Collected data entries
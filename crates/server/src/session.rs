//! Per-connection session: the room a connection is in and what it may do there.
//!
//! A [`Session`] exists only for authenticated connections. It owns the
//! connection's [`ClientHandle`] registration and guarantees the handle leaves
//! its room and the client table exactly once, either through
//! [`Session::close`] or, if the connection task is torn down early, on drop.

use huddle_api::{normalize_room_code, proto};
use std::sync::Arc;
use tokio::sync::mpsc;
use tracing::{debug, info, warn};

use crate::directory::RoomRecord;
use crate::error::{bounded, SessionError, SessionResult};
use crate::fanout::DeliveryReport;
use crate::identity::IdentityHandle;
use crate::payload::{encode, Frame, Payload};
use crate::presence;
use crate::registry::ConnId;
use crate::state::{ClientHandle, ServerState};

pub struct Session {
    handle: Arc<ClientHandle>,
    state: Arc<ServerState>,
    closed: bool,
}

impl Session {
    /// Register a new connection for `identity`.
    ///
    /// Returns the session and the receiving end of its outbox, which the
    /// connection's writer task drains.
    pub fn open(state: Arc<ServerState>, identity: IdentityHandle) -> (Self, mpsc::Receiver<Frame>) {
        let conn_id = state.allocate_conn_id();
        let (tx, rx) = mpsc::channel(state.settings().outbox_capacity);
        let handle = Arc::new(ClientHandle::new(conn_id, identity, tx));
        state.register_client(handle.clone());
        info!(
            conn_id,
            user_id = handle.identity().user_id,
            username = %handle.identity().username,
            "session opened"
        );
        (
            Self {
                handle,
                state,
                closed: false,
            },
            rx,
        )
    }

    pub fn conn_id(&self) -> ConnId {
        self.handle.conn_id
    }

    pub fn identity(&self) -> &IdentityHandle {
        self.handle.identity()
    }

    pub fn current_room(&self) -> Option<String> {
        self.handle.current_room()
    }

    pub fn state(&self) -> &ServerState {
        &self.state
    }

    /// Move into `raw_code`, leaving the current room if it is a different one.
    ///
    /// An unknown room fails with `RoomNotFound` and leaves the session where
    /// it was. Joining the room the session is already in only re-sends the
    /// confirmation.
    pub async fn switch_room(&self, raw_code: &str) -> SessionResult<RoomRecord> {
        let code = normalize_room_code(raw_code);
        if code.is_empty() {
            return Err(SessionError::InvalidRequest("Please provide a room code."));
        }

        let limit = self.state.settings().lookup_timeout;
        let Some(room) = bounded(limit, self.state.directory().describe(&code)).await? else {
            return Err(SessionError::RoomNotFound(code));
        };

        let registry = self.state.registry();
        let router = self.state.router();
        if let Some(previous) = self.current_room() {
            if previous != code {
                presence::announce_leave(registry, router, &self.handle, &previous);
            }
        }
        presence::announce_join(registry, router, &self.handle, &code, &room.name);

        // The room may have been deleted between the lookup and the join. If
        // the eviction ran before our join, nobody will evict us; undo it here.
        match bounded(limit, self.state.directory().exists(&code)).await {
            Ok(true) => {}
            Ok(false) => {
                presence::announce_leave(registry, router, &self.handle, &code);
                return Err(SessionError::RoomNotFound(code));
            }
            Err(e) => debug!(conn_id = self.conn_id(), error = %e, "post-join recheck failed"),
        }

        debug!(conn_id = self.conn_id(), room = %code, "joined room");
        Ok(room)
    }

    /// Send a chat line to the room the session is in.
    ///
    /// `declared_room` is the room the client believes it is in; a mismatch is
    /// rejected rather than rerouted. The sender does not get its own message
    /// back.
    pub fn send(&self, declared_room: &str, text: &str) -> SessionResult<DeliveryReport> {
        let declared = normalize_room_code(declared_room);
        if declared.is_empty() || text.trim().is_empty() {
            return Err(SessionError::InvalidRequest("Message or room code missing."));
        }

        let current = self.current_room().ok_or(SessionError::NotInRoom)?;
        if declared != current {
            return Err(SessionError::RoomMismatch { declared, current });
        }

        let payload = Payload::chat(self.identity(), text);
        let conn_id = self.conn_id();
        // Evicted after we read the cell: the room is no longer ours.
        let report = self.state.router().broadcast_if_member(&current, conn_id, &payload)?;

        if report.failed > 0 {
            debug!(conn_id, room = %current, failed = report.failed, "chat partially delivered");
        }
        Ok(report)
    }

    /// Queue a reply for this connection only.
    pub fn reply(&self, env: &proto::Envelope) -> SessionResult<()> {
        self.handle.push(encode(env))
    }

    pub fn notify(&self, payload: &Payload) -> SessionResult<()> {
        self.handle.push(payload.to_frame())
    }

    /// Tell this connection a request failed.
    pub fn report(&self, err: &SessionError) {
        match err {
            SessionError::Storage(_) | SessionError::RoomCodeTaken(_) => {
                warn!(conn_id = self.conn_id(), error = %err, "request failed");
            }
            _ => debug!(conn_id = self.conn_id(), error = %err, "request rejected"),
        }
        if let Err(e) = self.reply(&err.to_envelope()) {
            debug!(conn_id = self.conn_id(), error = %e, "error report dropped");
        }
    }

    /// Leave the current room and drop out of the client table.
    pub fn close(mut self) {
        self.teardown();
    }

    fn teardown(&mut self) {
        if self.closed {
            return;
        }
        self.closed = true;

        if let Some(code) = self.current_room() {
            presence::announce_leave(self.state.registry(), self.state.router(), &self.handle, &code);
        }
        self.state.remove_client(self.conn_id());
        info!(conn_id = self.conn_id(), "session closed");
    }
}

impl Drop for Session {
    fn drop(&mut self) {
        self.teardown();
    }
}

> [Exercise details]:
Please retype exactly the line containing "pub fn close(mut" and each line after it to the end of the records, and nothing more.

> [Solution]:
    pub fn close(mut self) {
        self.teardown();
    }

    fn teardown(&mut self) {
        if self.closed {
            return;
        }
        self.closed = true;

        if let Some(code) = self.current_room() {
            presence::announce_leave(self.state.registry(), self.state.router(), &self.handle, &code);
        }
        self.state.remove_client(self.conn_id());
        info!(conn_id = self.conn_id(), "session closed");
    }
}

impl Drop for Session {
    fn drop(&mut self) {
        self.teardown();
    }
}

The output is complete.